TASK DESCRIPTION —
From the data that follows, copy every line holding the string "CropTool".
....
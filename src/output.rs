//! CLI output formatting.
//!
//! Progress is the only thing the batch reports: a header, one line per
//! entry as a worker picks it up, and a closing count. Per-entry outcomes
//! are not reported.
//!
//! ```text
//! Splitting images (3 entries, 8 workers)
//! Splitting scans/page-01.tif
//! Splitting scans/page-03.tif
//! Splitting scans/page-02.tif
//! Dispatched 3 entries
//! ```
//!
//! Format functions return `Vec<String>` and do no I/O; `main` prints them
//! from its printer thread.

use crate::dispatch::DispatchEvent;

fn plural(n: usize, one: &str, many: &str) -> String {
    if n == 1 {
        format!("{n} {one}")
    } else {
        format!("{n} {many}")
    }
}

/// Format a single dispatch progress event as display lines.
pub fn format_dispatch_event(event: &DispatchEvent) -> Vec<String> {
    match event {
        DispatchEvent::Started { total, workers } => vec![format!(
            "Splitting images ({}, {})",
            plural(*total, "entry", "entries"),
            plural(*workers, "worker", "workers")
        )],
        DispatchEvent::EntryStarted { path } => {
            vec![format!("Splitting {}", path.display())]
        }
        DispatchEvent::Finished { dispatched } => {
            vec![format!(
                "Dispatched {}",
                plural(*dispatched, "entry", "entries")
            )]
        }
    }
}
//! Shared test utilities: scratch input directories and output listings.

use std::fs;
use std::path::Path;
use tempfile::TempDir;

/// Create a temp input directory holding empty files with the given names.
///
/// Mock tools never read the files, so content doesn't matter.
pub fn setup_input(names: &[&str]) -> TempDir {
    let tmp = TempDir::new().unwrap();
    for name in names {
        fs::write(tmp.path().join(name), "").unwrap();
    }
    tmp
}

/// File names in `dir`, sorted.
pub fn tile_names(dir: &Path) -> Vec<String> {
    let mut names: Vec<String> = fs::read_dir(dir)
        .unwrap()
        .map(|e| e.unwrap().file_name().to_string_lossy().into_owned())
        .collect();
    names.sort();
    names
}
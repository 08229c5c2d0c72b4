//! Image cropping, delegated to an external tool.
//!
//! | Piece | Role |
//! |---|---|
//! | [`Grid`], [`CropParams`] | What to crop: source, output pattern, tile grid |
//! | [`CropTool`] | Trait every tool implements; mocked in tests |
//! | [`MagickTool`] | Production tool: one ImageMagick `convert` process per crop |

pub mod backend;
pub mod magick;
mod params;

pub use backend::{CropTool, ToolError};
pub use magick::{MagickTool, crop_args};
pub use params::{CropParams, Grid};
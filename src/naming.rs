//! Output naming for tiles.
//!
//! Each input `<stem>.<ext>` produces tiles named `<stem>_<n>.<format>`. The
//! index is filled in by ImageMagick from a `%d` placeholder, so the pattern
//! handed to the tool is `<outdir>/<stem>_%d.<format>`:
//!
//! - `scans/page-01.tif` → `tiles/page-01_%d.png` → `page-01_0.png` … `page-01_3.png`
//! - `scans/archive.tar.gz` → `tiles/archive.tar_%d.png`
//! - `scans/.hidden` → `tiles/.hidden_%d.png`
//! - `scans/draft.` → `tiles/draft._%d.png` (a trailing dot is not an extension)
//!
//! Only the last extension is dropped, so inputs with distinct stems never
//! share a pattern. Inputs that differ only by extension (`a.jpg`, `a.png`)
//! do, and the later crop overwrites the earlier one.

use std::ffi::{OsStr, OsString};
use std::path::{Path, PathBuf};

/// Stem used for an input's tiles: the file name minus its last extension.
///
/// An empty extension (`draft.`, `a..`) is not stripped, so `draft.` and
/// `draft` keep distinct stems. Falls back to the whole path for entries
/// without a file name, e.g. `..`.
pub fn output_stem(input: &Path) -> OsString {
    let whole = input.file_name().unwrap_or(input.as_os_str());
    match (input.file_stem(), input.extension()) {
        (Some(stem), Some(ext)) if !ext.is_empty() => stem,
        _ => whole,
    }
    .to_os_string()
}

/// Full output pattern for `input`, with a `%d` placeholder for the tile index.
pub fn output_pattern(output_dir: &Path, input: &Path, format: &str) -> PathBuf {
    let mut name = escape_percent(&output_stem(input));
    name.push(format!("_%d.{format}"));
    output_dir.join(name)
}

/// ImageMagick expands `%` sequences in output filenames; `%%` is a literal `%`.
#[cfg(unix)]
fn escape_percent(stem: &OsStr) -> OsString {
    use std::os::unix::ffi::{OsStrExt, OsStringExt};

    let mut escaped = Vec::with_capacity(stem.len());
    for &byte in stem.as_bytes() {
        if byte == b'%' {
            escaped.push(b'%');
        }
        escaped.push(byte);
    }
    OsString::from_vec(escaped)
}

#[cfg(not(unix))]
fn escape_percent(stem: &OsStr) -> OsString {
    match stem.to_str() {
        Some(s) => OsString::from(s.replace('%', "%%")),
        None => stem.to_os_string(),
    }
}

#[cfg(test)]
mod tests {
    use super::*;

    #[test]
    fn stem_drops_extension() {
        assert_eq!(output_stem(Path::new("/in/page-01.tif")), "page-01");
    }

    #[test]
    fn stem_drops_only_last_extension() {
        assert_eq!(output_stem(Path::new("/in/archive.tar.gz")), "archive.tar");
    }

    #[test]
    fn stem_of_dotfile_is_whole_name() {
        assert_eq!(output_stem(Path::new("/in/.hidden")), ".hidden");
    }

    #[test]
    fn stem_of_directory_entry_is_its_name() {
        assert_eq!(output_stem(Path::new("/in/nested")), "nested");
    }

    #[test]
    fn stem_without_file_name_falls_back() {
        assert_eq!(output_stem(Path::new("/in/..")), "/in/..");
    }

    #[test]
    fn pattern_lives_in_output_dir() {
        let pattern = output_pattern(Path::new("/out"), Path::new("/in/scan.jpg"), "png");
        assert_eq!(pattern, PathBuf::from("/out/scan_%d.png"));
    }

    #[test]
    fn pattern_independent_of_input_extension() {
        let jpg = output_pattern(Path::new("/out"), Path::new("/in/scan.jpg"), "png");
        let tif = output_pattern(Path::new("/out"), Path::new("/in/scan.tiff"), "png");
        assert_eq!(jpg, tif);
    }

    #[test]
    fn pattern_uses_configured_format() {
        let pattern = output_pattern(Path::new("/out"), Path::new("/in/scan.jpg"), "webp");
        assert_eq!(pattern, PathBuf::from("/out/scan_%d.webp"));
    }

    #[test]
    fn distinct_stems_never_collide() {
        let a = output_pattern(Path::new("/out"), Path::new("/in/a.jpg"), "png");
        let a1 = output_pattern(Path::new("/out"), Path::new("/in/a_1.jpg"), "png");
        let b = output_pattern(Path::new("/out"), Path::new("/in/b.jpg"), "png");
        assert_ne!(a, a1);
        assert_ne!(a, b);
        assert_ne!(a1, b);
    }

    #[test]
    fn trailing_dot_is_kept_in_stem() {
        assert_eq!(output_stem(Path::new("/in/foo.")), "foo.");
        assert_eq!(output_stem(Path::new("/in/a..")), "a..");
        assert_eq!(output_stem(Path::new("/in/...")), "...");
    }

    #[test]
    fn trailing_dot_does_not_collide_with_bare_name() {
        let dotted = output_pattern(Path::new("/out"), Path::new("/in/foo."), "png");
        let bare = output_pattern(Path::new("/out"), Path::new("/in/foo"), "png");
        assert_eq!(dotted, PathBuf::from("/out/foo._%d.png"));
        assert_ne!(dotted, bare);
    }

    #[test]
    fn percent_in_stem_is_escaped() {
        let pattern = output_pattern(Path::new("/out"), Path::new("/in/100%.jpg"), "png");
        assert_eq!(pattern, PathBuf::from("/out/100%%_%d.png"));
    }

    #[cfg(unix)]
    #[test]
    fn percent_in_non_utf8_stem_is_escaped() {
        use std::os::unix::ffi::OsStrExt;

        let input = Path::new(OsStr::from_bytes(b"/in/scan\xff%d.jpg"));
        let pattern = output_pattern(Path::new("/out"), input, "png");
        assert_eq!(
            pattern.as_os_str().as_bytes(),
            b"/out/scan\xff%%d_%d.png".as_slice()
        );
    }
}
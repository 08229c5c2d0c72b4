//! Crop tool trait and shared error type.
//!
//! The [`CropTool`] trait is the single seam between the dispatcher and the
//! program that does the pixel work. The production implementation is
//! [`MagickTool`](super::magick::MagickTool), which shells out to ImageMagick.

use super::params::CropParams;
use std::process::ExitStatus;
use thiserror::Error;

#[derive(Error, Debug)]
pub enum ToolError {
    #[error("Failed to launch {program}: {source}")]
    Launch {
        program: String,
        #[source]
        source: std::io::Error,
    },
    #[error("{program} exited with {status}")]
    Failed { program: String, status: ExitStatus },
}

/// Something that can split one image into a grid of tiles.
///
/// `Sync` so a single tool can be shared across rayon workers.
pub trait CropTool: Sync {
    /// Run one crop to completion.
    fn crop(&self, params: &CropParams) -> Result<(), ToolError>;
}
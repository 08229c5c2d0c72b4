//! ImageMagick crop tool.
//!
//! Runs one `convert` process per input:
//!
//! ```text
//! convert <input> +repage -crop 2x2@ +repage <outdir>/<stem>_%d.png
//! ```
//!
//! The leading `+repage` drops any virtual canvas offset the source carries
//! so the grid is computed on the real pixels; the trailing one strips the
//! per-tile offsets `-crop` leaves behind. Stdout and stderr are inherited.

use super::backend::{CropTool, ToolError};
use super::params::CropParams;
use std::ffi::OsString;
use std::process::Command;

/// Default executable, resolved through `PATH`.
pub const DEFAULT_PROGRAM: &str = "convert";

/// Crop tool backed by an ImageMagick-compatible executable.
#[derive(Debug, Clone)]
pub struct MagickTool {
    program: String,
}

impl MagickTool {
    pub fn new(program: impl Into<String>) -> Self {
        Self {
            program: program.into(),
        }
    }

    pub fn program(&self) -> &str {
        &self.program
    }

    /// Build the process for one crop without running it.
    pub fn command(&self, params: &CropParams) -> Command {
        let mut cmd = Command::new(&self.program);
        cmd.args(crop_args(params));
        cmd
    }
}

impl Default for MagickTool {
    fn default() -> Self {
        Self::new(DEFAULT_PROGRAM)
    }
}

/// Argument vector for an equal-tile crop of `params.source`.
pub fn crop_args(params: &CropParams) -> Vec<OsString> {
    vec![
        params.source.clone().into_os_string(),
        "+repage".into(),
        "-crop".into(),
        params.grid.geometry().into(),
        "+repage".into(),
        params.output_pattern.clone().into_os_string(),
    ]
}

impl CropTool for MagickTool {
    fn crop(&self, params: &CropParams) -> Result<(), ToolError> {
        let status = self
            .command(params)
            .status()
            .map_err(|source| ToolError::Launch {
                program: self.program.clone(),
                source,
            })?;

        if status.success() {
            Ok(())
        } else {
            Err(ToolError::Failed {
                program: self.program.clone(),
                status,
            })
        }
    }
}
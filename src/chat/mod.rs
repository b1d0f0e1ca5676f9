//! Session scoped chat over the upstream completion API

mod relay;
mod store;

pub use relay::{
    ChatError, ChatRelay, ChatResponse, ReplyStream, StreamEvent, UPSTREAM_ERROR_MESSAGE,
};
pub use store::{SessionGuard, SessionStore, SessionSummary};
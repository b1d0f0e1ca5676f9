use anyhow::Result;
use clap::{Parser, Subcommand};

pub mod chat;
pub mod serve;

use crate::core::AppConfig;
use crate::core::logging::{init_tracing, server_filter};

#[derive(Subcommand)]
enum Command {
    /// Run the API server
    Serve {
        /// Set the server host address
        #[arg(long, default_value = "127.0.0.1")]
        host: String,

        /// Set the server port
        #[arg(long, env = "PORT", default_value = "5000")]
        port: String,
    },
    /// Start an interactive chat session in the terminal
    Chat {
        /// Resume or name the session, a random id is used otherwise
        #[arg(long)]
        session: Option<String>,

        /// Wait for the whole reply instead of streaming it
        #[arg(long, action, default_value = "false")]
        no_stream: bool,
    },
}

#[derive(Parser)]
#[command(author, version, about, long_about = None)]
#[command(propagate_version = true)]
pub struct Cli {
    #[command(subcommand)]
    command: Option<Command>,
}

fn load_config() -> AppConfig {
    match AppConfig::from_env() {
        Ok(config) => config,
        Err(e) => {
            tracing::error!("{}", e);
            std::process::exit(1);
        }
    }
}

pub async fn run() -> Result<()> {
    let args = Cli::parse();

    // Handle each sub command
    match args.command {
        Some(Command::Serve { host, port }) => {
            init_tracing(&server_filter());
            serve::run(host, port, load_config()).await?;
        }
        Some(Command::Chat { session, no_stream }) => {
            init_tracing("warn");
            chat::run(session, !no_stream, load_config()).await?;
        }
        None => {}
    }

    Ok(())
}
mod config;
pub mod logging;

pub use config::AppConfig;
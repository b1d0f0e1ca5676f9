use tracing_subscriber::{layer::SubscriberExt, util::SubscriberInitExt};

/// Install the global tracing subscriber. `RUST_LOG` takes precedence
/// over `default_filter`.
pub fn init_tracing(default_filter: &str) {
    let _ = tracing_subscriber::registry()
        .with(
            tracing_subscriber::EnvFilter::try_from_default_env()
                .unwrap_or_else(|_| default_filter.into()),
        )
        .with(tracing_subscriber::fmt::layer())
        .try_init();
}

/// Default filter for the HTTP server.
pub fn server_filter() -> String {
    // axum logs rejections from built-in extractors with the `axum::rejection`
    // target, at `TRACE` level. `axum::rejection=trace` enables showing those events
    format!(
        "{}=debug,tower_http=debug,axum::rejection=trace",
        env!("CARGO_CRATE_NAME")
    )
}
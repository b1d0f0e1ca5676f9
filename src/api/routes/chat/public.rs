//! Public types for the chat API
use serde::{Deserialize, Serialize};

use crate::chat::SessionSummary;
use crate::openai::Message;

/// Body of a chat request. Presence of the fields is checked by the
/// relay so a missing field is a 400 rather than a rejection.
#[derive(Deserialize)]
#[serde(rename_all = "camelCase")]
pub struct ChatRequest {
    #[serde(alias = "session_id")]
    pub session_id: Option<String>,
    pub message: Option<String>,
    #[serde(default)]
    pub stream: bool,
}

#[derive(Serialize, Deserialize)]
pub struct ChatReply {
    pub reply: String,
}

#[derive(Deserialize)]
pub struct ChatSessionsQuery {
    pub page: Option<usize>,
    pub limit: Option<usize>,
}

#[derive(Serialize)]
pub struct ChatSessionsResponse {
    pub sessions: Vec<SessionSummary>,
    pub page: usize,
    pub limit: usize,
    pub total_sessions: usize,
    pub total_pages: usize,
}

#[derive(Serialize)]
pub struct ChatTranscriptResponse {
    pub session_id: String,
    pub transcript: Vec<Message>,
}
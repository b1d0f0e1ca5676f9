use anyhow::Result;

use crate::api;
use crate::core::AppConfig;

pub async fn run(host: String, port: String, config: AppConfig) -> Result<()> {
    api::serve(&host, &port, config).await
}
use std::sync::Arc;

use anyhow::{Context, Result};
use axum::middleware;
use axum::{Router, routing::get};
use tower_http::catch_panic::CatchPanicLayer;
use tower_http::cors::CorsLayer;
use tower_http::trace::TraceLayer;

use super::routes;
use super::utils::{expose_error_details, handle_panic, not_found};
use crate::api::state::{AppState, SharedState};
use crate::core::AppConfig;

async fn root() -> &'static str {
    "CaseCrux API Running"
}

pub fn app(shared_state: SharedState) -> Router {
    let cors = CorsLayer::permissive();

    Router::new()
        .route("/", get(root))
        .nest("/chat", routes::chat::router())
        // API routes
        .nest("/api", routes::router())
        .fallback(not_found)
        .layer(CatchPanicLayer::custom(handle_panic))
        .layer(middleware::from_fn_with_state(
            Arc::clone(&shared_state),
            expose_error_details,
        ))
        .layer(TraceLayer::new_for_http())
        .layer(cors)
        .with_state(shared_state)
}

async fn shutdown_signal() {
    if let Err(e) = tokio::signal::ctrl_c().await {
        tracing::error!("Failed to listen for shutdown signal: {}", e);
        std::future::pending::<()>().await;
    }
    tracing::info!("Shutting down");
}

// Run the server
pub async fn serve(host: &str, port: &str, config: AppConfig) -> Result<()> {
    let app_state = AppState::from_config(config);
    let app = app(Arc::new(app_state));

    let addr = format!("{}:{}", host, port);
    let listener = tokio::net::TcpListener::bind(&addr)
        .await
        .with_context(|| format!("Failed to bind {}", addr))?;

    tracing::debug!("Server started. Listening on {}", listener.local_addr()?);

    axum::serve(listener, app)
        .with_graceful_shutdown(shutdown_signal())
        .await
        .context("Server error")?;

    Ok(())
}
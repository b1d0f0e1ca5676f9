use std::any::Any;

use axum::{
    Json,
    extract::{Request, State},
    middleware::Next,
    response::{IntoResponse, Response},
};
use http::StatusCode;

use super::public::{ApiError, ErrorBody, ErrorDetails};
use super::state::SharedState;

/// Add the internal error chain to error responses when running in
/// development mode.
pub async fn expose_error_details(
    State(state): State<SharedState>,
    request: Request,
    next: Next,
) -> Response {
    let response = next.run(request).await;
    if !state.config.expose_error_details {
        return response;
    }

    let Some(ErrorDetails { error, details }) = response.extensions().get::<ErrorDetails>().cloned()
    else {
        return response;
    };
    let body = ErrorBody {
        error,
        details: Some(details),
    };
    (response.status(), Json(body)).into_response()
}

/// Last resort handler for panics in request handlers.
pub fn handle_panic(err: Box<dyn Any + Send + 'static>) -> Response {
    let details = if let Some(s) = err.downcast_ref::<String>() {
        s.clone()
    } else if let Some(s) = err.downcast_ref::<&str>() {
        s.to_string()
    } else {
        String::from("Unknown panic message")
    };
    tracing::error!("Request handler panicked: {}", details);

    let error = String::from("Internal Server Error");
    let mut response = (
        StatusCode::INTERNAL_SERVER_ERROR,
        Json(ErrorBody {
            error: error.clone(),
            details: None,
        }),
    )
        .into_response();
    response
        .extensions_mut()
        .insert(ErrorDetails { error, details });
    response
}

pub async fn not_found() -> ApiError {
    ApiError::not_found("Not found")
}
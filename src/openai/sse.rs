//! Incremental parser for `text/event-stream` bodies.
//!
//! Network chunks do not line up with event boundaries. The parser
//! keeps undelimited bytes buffered until the rest of the line arrives,
//! which also keeps multi-byte UTF-8 sequences intact since `\n` never
//! occurs inside one.

/// A dispatched server-sent event.
#[derive(Debug, Clone, PartialEq, Default)]
pub struct Event {
    pub event: Option<String>,
    pub data: String,
}

#[derive(Debug, Default)]
pub struct EventStreamParser {
    buffer: Vec<u8>,
    event: Option<String>,
    data: Vec<String>,
}

impl EventStreamParser {
    pub fn new() -> Self {
        Self::default()
    }

    /// Feed the next chunk of the body and return every event it
    /// completed, in order.
    pub fn push(&mut self, chunk: &[u8]) -> Vec<Event> {
        self.buffer.extend_from_slice(chunk);

        let mut events = Vec::new();
        let mut start = 0;
        while let Some(offset) = self.buffer[start..].iter().position(|b| *b == b'\n') {
            let end = start + offset;
            let line = strip_cr(&self.buffer[start..end]);
            let line = String::from_utf8_lossy(line).into_owned();
            if let Some(event) = self.process_line(&line) {
                events.push(event);
            }
            start = end + 1;
        }
        self.buffer.drain(..start);

        events
    }

    /// Signal end of input. A trailing line without a newline and any
    /// event still waiting for its blank line are flushed.
    pub fn finish(&mut self) -> Option<Event> {
        if !self.buffer.is_empty() {
            let rest = std::mem::take(&mut self.buffer);
            let line = String::from_utf8_lossy(strip_cr(&rest)).into_owned();
            if let Some(event) = self.process_line(&line) {
                return Some(event);
            }
        }
        self.dispatch()
    }

    fn process_line(&mut self, line: &str) -> Option<Event> {
        if line.is_empty() {
            return self.dispatch();
        }
        // Comment, used for keep-alives
        if line.starts_with(':') {
            return None;
        }

        let (field, value) = match line.split_once(':') {
            Some((field, value)) => (field, value.strip_prefix(' ').unwrap_or(value)),
            None => (line, ""),
        };
        match field {
            "data" => self.data.push(value.to_string()),
            "event" => self.event = Some(value.to_string()),
            // `id` and `retry` have no meaning for completion streams
            _ => {}
        }
        None
    }

    fn dispatch(&mut self) -> Option<Event> {
        if self.data.is_empty() {
            self.event = None;
            return None;
        }
        let data = self.data.join("\n");
        self.data.clear();
        Some(Event {
            event: self.event.take(),
            data,
        })
    }
}

fn strip_cr(line: &[u8]) -> &[u8] {
    line.strip_suffix(b"\r").unwrap_or(line)
}

#[cfg(test)]
mod tests {
    use super::*;

    fn data(events: &[Event]) -> Vec<&str> {
        events.iter().map(|e| e.data.as_str()).collect()
    }

    #[test]
    fn test_parses_complete_events() {
        let mut parser = EventStreamParser::new();
        let events = parser.push(b"data: {\"a\":1}\n\ndata: [DONE]\n\n");
        assert_eq!(data(&events), vec!["{\"a\":1}", "[DONE]"]);
        assert_eq!(parser.finish(), None);
    }

    #[test]
    fn test_buffers_event_split_across_chunks() {
        let mut parser = EventStreamParser::new();
        assert!(parser.push(b"data: {\"choices\":[{\"de").is_empty());
        assert!(parser.push(b"lta\":{\"content\":\"Hi\"}}]}\n").is_empty());
        let events = parser.push(b"\ndata: [DO");
        assert_eq!(data(&events), vec![r#"{"choices":[{"delta":{"content":"Hi"}}]}"#]);
        let events = parser.push(b"NE]\n\n");
        assert_eq!(data(&events), vec!["[DONE]"]);
    }

    #[test]
    fn test_every_split_point_gives_same_events() {
        let body = "data: {\"x\":\"h\u{e9}llo \u{1f600}\"}\r\n\r\n: keep-alive\n\ndata: [DONE]\n\n";
        let mut whole = EventStreamParser::new();
        let expected = whole.push(body.as_bytes());
        assert_eq!(expected.len(), 2);

        for split in 0..=body.len() {
            let (a, b) = body.as_bytes().split_at(split);
            let mut parser = EventStreamParser::new();
            let mut events = parser.push(a);
            events.extend(parser.push(b));
            assert_eq!(events, expected, "split at byte {}", split);
        }
    }

    #[test]
    fn test_joins_multiline_data() {
        let mut parser = EventStreamParser::new();
        let events = parser.push(b"data: first\ndata: second\n\n");
        assert_eq!(data(&events), vec!["first\nsecond"]);
    }

    #[test]
    fn test_event_name_and_ignored_fields() {
        let mut parser = EventStreamParser::new();
        let events = parser.push(b"event: error\nid: 7\nretry: 100\ndata:boom\n\n");
        assert_eq!(
            events,
            vec![Event {
                event: Some("error".to_string()),
                data: "boom".to_string(),
            }]
        );
    }

    #[test]
    fn test_skips_comments_and_empty_events() {
        let mut parser = EventStreamParser::new();
        let events = parser.push(b": keep-alive\n\n\n\nevent: ping\n\n");
        assert!(events.is_empty());
    }

    #[test]
    fn test_finish_flushes_unterminated_event() {
        let mut parser = EventStreamParser::new();
        assert!(parser.push(b"data: partial").is_empty());
        assert_eq!(parser.finish().map(|e| e.data), Some("partial".to_string()));
        assert_eq!(parser.finish(), None);
    }
}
....
THE COMPLETED TASK —
//! | [`CropTool`] | Trait every tool implements; mocked in tests |
pub use backend::{CropTool, ToolError};
//! The [`CropTool`] trait is the single seam between the dispatcher and the
pub trait CropTool: Sync {
use super::backend::{CropTool, ToolError};
impl CropTool for MagickTool {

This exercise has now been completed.